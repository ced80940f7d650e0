//! Module: index::key::ordered
//! Responsibility: order-preserving encoding of one index-key slot.
//! Does not own: composite key framing or slot type validation.
//! Boundary: byte order of encoded slots matches canonical `Value` order
//! within one slot type.

mod error;
mod number;
mod parts;
mod semantics;

use crate::{
    model::{IndexConfig, ScalarType},
    types::Timestamp,
    value::Value,
};

pub(crate) use error::{KeyDecodeError, KeyEncodeError};
pub(crate) use parts::KeyCursor;
pub(crate) use semantics::{f32_from_ordered_bits, f64_from_ordered_bits, ordered_f32_bits, ordered_f64_bits};

/// Slot header announcing a concrete value (current version only).
pub(crate) const VALUE_HEADER: u8 = 0x00;
pub(crate) const EMPTY_MARKER: u8 = 0xFD;
pub(crate) const JSON_NULL_MARKER: u8 = 0xFE;
pub(crate) const SQL_NULL_MARKER: u8 = 0xFF;

// Enums with more symbols than this use a two-byte ordinal.
const ONE_BYTE_ENUM_SYMBOLS: u16 = 256;

/// Encode one slot (header plus payload) into `out`.
pub(crate) fn encode_slot(
    out: &mut Vec<u8>,
    value: &Value,
    slot: ScalarType,
    config: &IndexConfig,
) -> Result<(), KeyEncodeError> {
    if !config.encodes(value) {
        return Err(KeyEncodeError::StateNotEncodable {
            state: value.kind_label(),
        });
    }

    let marker = match value {
        Value::Empty => Some(EMPTY_MARKER),
        Value::JsonNull => Some(JSON_NULL_MARKER),
        Value::Null => Some(SQL_NULL_MARKER),
        _ => None,
    };
    if let Some(marker) = marker {
        out.push(marker);
        return Ok(());
    }

    if config.has_slot_header() {
        out.push(VALUE_HEADER);
    }

    encode_payload(out, value, slot)
}

// Encode the type-local payload of a concrete value.
fn encode_payload(out: &mut Vec<u8>, value: &Value, slot: ScalarType) -> Result<(), KeyEncodeError> {
    match (slot, value) {
        (ScalarType::Int, Value::Int(v)) => out.extend_from_slice(&semantics::ordered_i32_bytes(*v)),
        (ScalarType::Long, Value::Long(v)) => {
            out.extend_from_slice(&semantics::ordered_i64_bytes(*v));
        }
        (ScalarType::Float32, Value::Float32(v)) => {
            out.extend_from_slice(&ordered_f32_bits(*v).to_be_bytes());
        }
        (ScalarType::Float64, Value::Float64(v)) => {
            out.extend_from_slice(&ordered_f64_bits(*v).to_be_bytes());
        }
        (ScalarType::Number, Value::Number(v)) => number::push_number_payload(out, v),
        (ScalarType::Text, Value::Text(v)) => parts::push_terminated_bytes(out, v.as_bytes()),
        (ScalarType::Bool, Value::Bool(v)) => out.push(u8::from(*v)),
        (ScalarType::Enum { symbols }, Value::Enum(ordinal)) => {
            if *ordinal >= symbols {
                return Err(KeyEncodeError::EnumOutOfRange {
                    ordinal: *ordinal,
                    symbols,
                });
            }
            match u8::try_from(*ordinal) {
                Ok(byte) if symbols <= ONE_BYTE_ENUM_SYMBOLS => out.push(byte),
                _ => out.extend_from_slice(&ordinal.to_be_bytes()),
            }
        }
        (ScalarType::Timestamp { precision }, Value::Timestamp(v)) => {
            out.extend_from_slice(&semantics::ordered_i64_bytes(v.seconds()));
            if precision > 0 {
                out.extend_from_slice(&v.fraction_units(precision)?.to_be_bytes());
            }
        }
        (ScalarType::Binary, Value::Blob(v)) => parts::push_terminated_bytes(out, v),
        (ScalarType::FixedBinary { size }, Value::Blob(v)) => {
            if v.len() != size {
                return Err(KeyEncodeError::FixedLength {
                    expected: size,
                    found: v.len(),
                });
            }
            out.extend_from_slice(v);
        }
        (expected, found) => {
            return Err(KeyEncodeError::Mismatch {
                expected: expected.to_string(),
                found: found.kind_label(),
            });
        }
    }

    Ok(())
}

/// Decode one slot at the cursor position.
pub(crate) fn decode_slot(
    cursor: &mut KeyCursor<'_>,
    slot: ScalarType,
    config: &IndexConfig,
) -> Result<Value, KeyDecodeError> {
    if config.has_slot_header() {
        let state = match cursor.byte()? {
            VALUE_HEADER => None,
            EMPTY_MARKER => Some(Value::Empty),
            JSON_NULL_MARKER => Some(Value::JsonNull),
            SQL_NULL_MARKER => Some(Value::Null),
            header => {
                return Err(KeyDecodeError::InvalidHeader {
                    slot: cursor.slot(),
                    header,
                });
            }
        };

        if let Some(state) = state {
            if !config.encodes(&state) {
                return Err(KeyDecodeError::StateNotEncodable {
                    slot: cursor.slot(),
                });
            }
            return Ok(state);
        }
    }

    decode_payload(cursor, slot)
}

fn decode_payload(cursor: &mut KeyCursor<'_>, slot: ScalarType) -> Result<Value, KeyDecodeError> {
    let position = cursor.slot();

    let value = match slot {
        ScalarType::Int => Value::Int(semantics::i32_from_ordered(cursor.take_array()?)),
        ScalarType::Long => Value::Long(semantics::i64_from_ordered(cursor.take_array()?)),
        ScalarType::Float32 => {
            Value::Float32(f32_from_ordered_bits(u32::from_be_bytes(cursor.take_array()?)))
        }
        ScalarType::Float64 => {
            Value::Float64(f64_from_ordered_bits(u64::from_be_bytes(cursor.take_array()?)))
        }
        ScalarType::Number => Value::Number(number::read_number_payload(cursor)?),
        ScalarType::Text => {
            let bytes = cursor.read_terminated()?;
            let text = String::from_utf8(bytes)
                .map_err(|_| KeyDecodeError::InvalidUtf8 { slot: position })?;
            Value::Text(text)
        }
        ScalarType::Bool => match cursor.byte()? {
            0 => Value::Bool(false),
            1 => Value::Bool(true),
            byte => {
                return Err(KeyDecodeError::InvalidBool {
                    slot: position,
                    byte,
                });
            }
        },
        ScalarType::Enum { symbols } => {
            let ordinal = if symbols <= ONE_BYTE_ENUM_SYMBOLS {
                u16::from(cursor.byte()?)
            } else {
                u16::from_be_bytes(cursor.take_array()?)
            };
            if ordinal >= symbols {
                return Err(KeyDecodeError::EnumOutOfRange {
                    slot: position,
                    ordinal,
                });
            }
            Value::Enum(ordinal)
        }
        ScalarType::Timestamp { precision } => {
            let seconds = semantics::i64_from_ordered(cursor.take_array()?);
            let units = if precision > 0 {
                u32::from_be_bytes(cursor.take_array()?)
            } else {
                0
            };
            let ts = Timestamp::from_fraction_units(seconds, units, precision)
                .map_err(|_| KeyDecodeError::InvalidTimestamp { slot: position })?;
            Value::Timestamp(ts)
        }
        ScalarType::Binary => Value::Blob(cursor.read_terminated()?),
        ScalarType::FixedBinary { size } => Value::Blob(cursor.take(size)?.to_vec()),
    };

    Ok(value)
}

///
/// TESTS
///

#[cfg(test)]
mod tests;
* * * * * * * * *
** ASSIGNMENT **
Copy out precisely the lines from the line with "out.push(marker);" to the line with "match (slot, value)" in the material above, including those two lines and omitting all the rest.

** REPLY **
        out.push(marker);
        return Ok(());
    }

    if config.has_slot_header() {
        out.push(VALUE_HEADER);
    }

    encode_payload(out, value, slot)
}

// Encode the type-local payload of a concrete value.
fn encode_payload(out: &mut Vec<u8>, value: &Value, slot: ScalarType) -> Result<(), KeyEncodeError> {
    match (slot, value) {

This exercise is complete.